From Theory to Practice
The first days of school are crucial for setting a class atmosphere where children feel welcome. They will be meeting new people and discovering new things. Laying a foundation early for a community to grow in the classroom is vital for success throughout the school year. As Bobbi Fisher notes, "[C]ommunity is the entire orchestra playing in harmony, with each musician contrubuting his or her best to the piece. Just as the conductor is responsible for the quality of the music, we as teachers are responsible for the quality of community that develops in our classrooms. What we expect, model, and create becomes the reality. Children will rise to our expectations of the kinds of caring and learning that should go on" (1).

Fisher, Bobbi. 1995. Thinking and Learning Together: Curriculum and Community in a Primary Classroom. Portsmouth, NH: Heinemann.

Student Objectives
Students will
  • listen to the book, My Teacher's Secret Life, looking for clues to enhance their listening skills.
  • discuss what they like to do outside of school.
  • discover what their teacher enjoys outside of school.
  • draw a picture and write about their lives away from school.
Instructional Plan
Resources

Preparation
  1. Arrange personal artifacts you have brought from home around the room.

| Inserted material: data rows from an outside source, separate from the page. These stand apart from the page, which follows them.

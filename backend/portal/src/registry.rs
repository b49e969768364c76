//! The paper registry seam.
//!
//! [`PaperRegistry`] is the contract surface the portal consumes. The
//! production implementation is [`crate::rpc::RpcRegistry`]; tests use an
//! in-memory double.

use alloy_primitives::{Address, Bytes, B256};
use async_trait::async_trait;
use serde::Serialize;

use crate::abi::ContractWrite;
use crate::errors::Result;
use crate::types::{Paper, Version};

/// Receipt of a mined, successful transaction.
#[derive(Debug, Clone, PartialEq, Eq, Serialize)]
pub struct TxReceipt {
    pub tx_hash: B256,
    pub block_number: Option<u64>,
}

#[async_trait]
pub trait PaperRegistry: Send + Sync {
    /// Contract owner address.
    async fn owner(&self) -> Result<Address>;

    async fn is_auditor(&self, account: Address) -> Result<bool>;

    /// Number of papers; ids run from 1 to this value inclusive.
    async fn paper_count(&self) -> Result<u64>;

    async fn paper_info(&self, paper_id: u64) -> Result<Paper>;

    async fn version(&self, paper_id: u64, index: u64) -> Result<Version>;

    /// Accounts exposed by the wallet provider, first one is the active one.
    async fn accounts(&self) -> Result<Vec<Address>>;

    /// Ask the wallet to sign `message` (EIP-191 personal message).
    async fn sign_message(&self, from: Address, message: &[u8]) -> Result<Bytes>;

    /// Submit a transaction from `from`; returns its hash without waiting.
    async fn send(&self, from: Address, call: &ContractWrite) -> Result<B256>;

    /// Wait until `tx_hash` is mined. Reverts and timeouts are errors.
    async fn wait_for_receipt(&self, tx_hash: B256) -> Result<TxReceipt>;
}
//! Role resolution: wallet address → contract roles.

use std::sync::Arc;

use alloy_primitives::Address;
use serde::Serialize;
use tracing::{debug, warn};

use crate::errors::Result;
use crate::registry::PaperRegistry;
use crate::types::Roles;

/// Outcome of a role check.
///
/// A failed check still yields usable (all-false) roles; `failure` carries
/// the message the UI shows as "permission check failed".
#[derive(Debug, Clone, PartialEq, Eq, Serialize)]
pub struct RoleCheck {
    pub address: Option<Address>,
    pub roles: Roles,
    pub failure: Option<String>,
}

#[derive(Clone)]
pub struct RoleResolver {
    registry: Arc<dyn PaperRegistry>,
}

impl RoleResolver {
    pub fn new(registry: Arc<dyn PaperRegistry>) -> Self {
        Self { registry }
    }

    /// Resolve roles for `address`. Never cached: each call re-reads the
    /// contract, so an account switch can never observe another account's roles.
    pub async fn resolve(&self, address: Option<Address>) -> RoleCheck {
        let Some(addr) = address else {
            return RoleCheck {
                address: None,
                roles: Roles::default(),
                failure: None,
            };
        };

        match self.query(addr).await {
            Ok(roles) => {
                debug!(address = %addr, ?roles, "Resolved roles");
                RoleCheck {
                    address: Some(addr),
                    roles,
                    failure: None,
                }
            }
            Err(e) => {
                warn!("Permission check failed for {addr}: {e}");
                RoleCheck {
                    address: Some(addr),
                    roles: Roles::default(),
                    failure: Some(format!("permission check failed: {e}")),
                }
            }
        }
    }

    async fn query(&self, addr: Address) -> Result<Roles> {
        let owner = self.registry.owner().await?;
        let is_auditor = self.registry.is_auditor(addr).await?;
        Ok(Roles {
            is_contract_owner: owner == addr,
            is_auditor,
        })
    }
}
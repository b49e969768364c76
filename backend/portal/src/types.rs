//! # Types
//!
//! Domain model of the paper registry as seen by the portal.
//!
//! ### Status as a Finite-State Machine
//!
//! [`PaperStatus`] is owned by the contract; the portal only observes it.
//!
//! ```text
//! Pending ──approve──► Published
//!    └─────reject────► Rejected
//! Removed (no transition observed from the portal)
//! ```
//!
//! Status is never mutated locally. After a write the paper is re-read from
//! the contract.

use std::fmt;

use alloy_primitives::{Address, B256};
use serde::{Deserialize, Serialize};

/// Lifecycle status of a paper, encoded on-chain as `uint8`.
#[derive(Debug, Clone, Copy, PartialEq, Eq, Hash, Serialize, Deserialize)]
#[serde(rename_all = "snake_case")]
pub enum PaperStatus {
    Pending = 0,
    Published = 1,
    Rejected = 2,
    Removed = 3,
}

impl PaperStatus {
    pub fn from_code(code: u8) -> Option<Self> {
        match code {
            0 => Some(Self::Pending),
            1 => Some(Self::Published),
            2 => Some(Self::Rejected),
            3 => Some(Self::Removed),
            _ => None,
        }
    }

    pub fn as_str(&self) -> &'static str {
        match self {
            Self::Pending => "pending",
            Self::Published => "published",
            Self::Rejected => "rejected",
            Self::Removed => "removed",
        }
    }
}

impl fmt::Display for PaperStatus {
    fn fmt(&self, f: &mut fmt::Formatter<'_>) -> fmt::Result {
        f.write_str(self.as_str())
    }
}

/// Paper metadata returned by `getPaperInfo`.
#[derive(Debug, Clone, PartialEq, Eq, Serialize, Deserialize)]
pub struct Paper {
    /// Contract-assigned identifier, starting at 1.
    pub id: u64,
    /// Submitting address; immutable.
    pub owner: Address,
    pub title: String,
    pub author: String,
    pub status: PaperStatus,
    /// Versions occupy indices `0..version_count`.
    pub version_count: u64,
}

/// One immutable, append-only version of a paper.
#[derive(Debug, Clone, PartialEq, Eq, Serialize, Deserialize)]
pub struct Version {
    pub paper_id: u64,
    pub index: u64,
    /// IPFS content identifier of the uploaded file.
    pub ipfs_hash: String,
    /// keccak256 digest of the file bytes.
    pub file_hash: B256,
    /// Block timestamp of the submission (unix seconds).
    pub timestamp: u64,
    /// Submitter's signature; `None` when the contract stored empty bytes.
    pub signature: Option<String>,
    /// Ids of other papers cited by this version.
    pub references: Vec<u64>,
}

/// Contract-level roles of a wallet address.
#[derive(Debug, Clone, Copy, Default, PartialEq, Eq, Serialize, Deserialize)]
pub struct Roles {
    pub is_contract_owner: bool,
    pub is_auditor: bool,
}

impl Roles {
    pub fn is_privileged(&self) -> bool {
        self.is_contract_owner || self.is_auditor
    }
}

/// The party a visibility decision is made for.
///
/// `address == None` is the anonymous (disconnected) viewer; its roles are
/// always all-false.
#[derive(Debug, Clone, Copy, Default, PartialEq, Eq, Serialize, Deserialize)]
pub struct Viewer {
    pub address: Option<Address>,
    pub roles: Roles,
}

impl Viewer {
    pub fn anonymous() -> Self {
        Self::default()
    }

    pub fn new(address: Address, roles: Roles) -> Self {
        Self {
            address: Some(address),
            roles,
        }
    }

    /// A connected viewer whose roles are not (yet) known.
    pub fn unprivileged(address: Option<Address>) -> Self {
        Self {
            address,
            roles: Roles::default(),
        }
    }
}

/// Operations a viewer may perform; see [`crate::policy`].
#[derive(Debug, Clone, Copy, PartialEq, Eq, PartialOrd, Ord, Hash, Serialize, Deserialize)]
#[serde(rename_all = "snake_case")]
pub enum Action {
    View,
    Approve,
    Reject,
    AddAuditor,
    RemoveAuditor,
}

impl Action {
    pub fn as_str(&self) -> &'static str {
        match self {
            Self::View => "view",
            Self::Approve => "approve",
            Self::Reject => "reject",
            Self::AddAuditor => "add_auditor",
            Self::RemoveAuditor => "remove_auditor",
        }
    }
}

  2. Gather children to central reading location.

  3. Hang chart paper for all to see.

Instruction & Activities
  1. Introduce My Teacher's Secret Life to the class and read it aloud.

  2. Open discussion and let students talk about what they do away from school. Allow for every student who wants to share.

  3. Record individual responses on chart paper.

  4. After children have responded, propse to children, What do you think Ms./Mr. ______ does after school and on the weekends? Instruct the children to look around the room for clues. Expand on what is said by sharing some information about your life outside of school.

  5. After the children return to their seats, list what they have guessed about you on another sheet of chart paper, including drawing some of the items.

  6. Teacher then models writing a book of his or her life using the Stapleless Book Planning Sheet. If possible, make copies for each student to bring home.

  7. Working at home with their parents, the class draws glimpses of their personal lives on the planning sheet, showing what they enjoy doing when they are away from school. They can include photographs, drawings, and at least two sentences about their pictures. Have the students bring their chosen materials to school the next day.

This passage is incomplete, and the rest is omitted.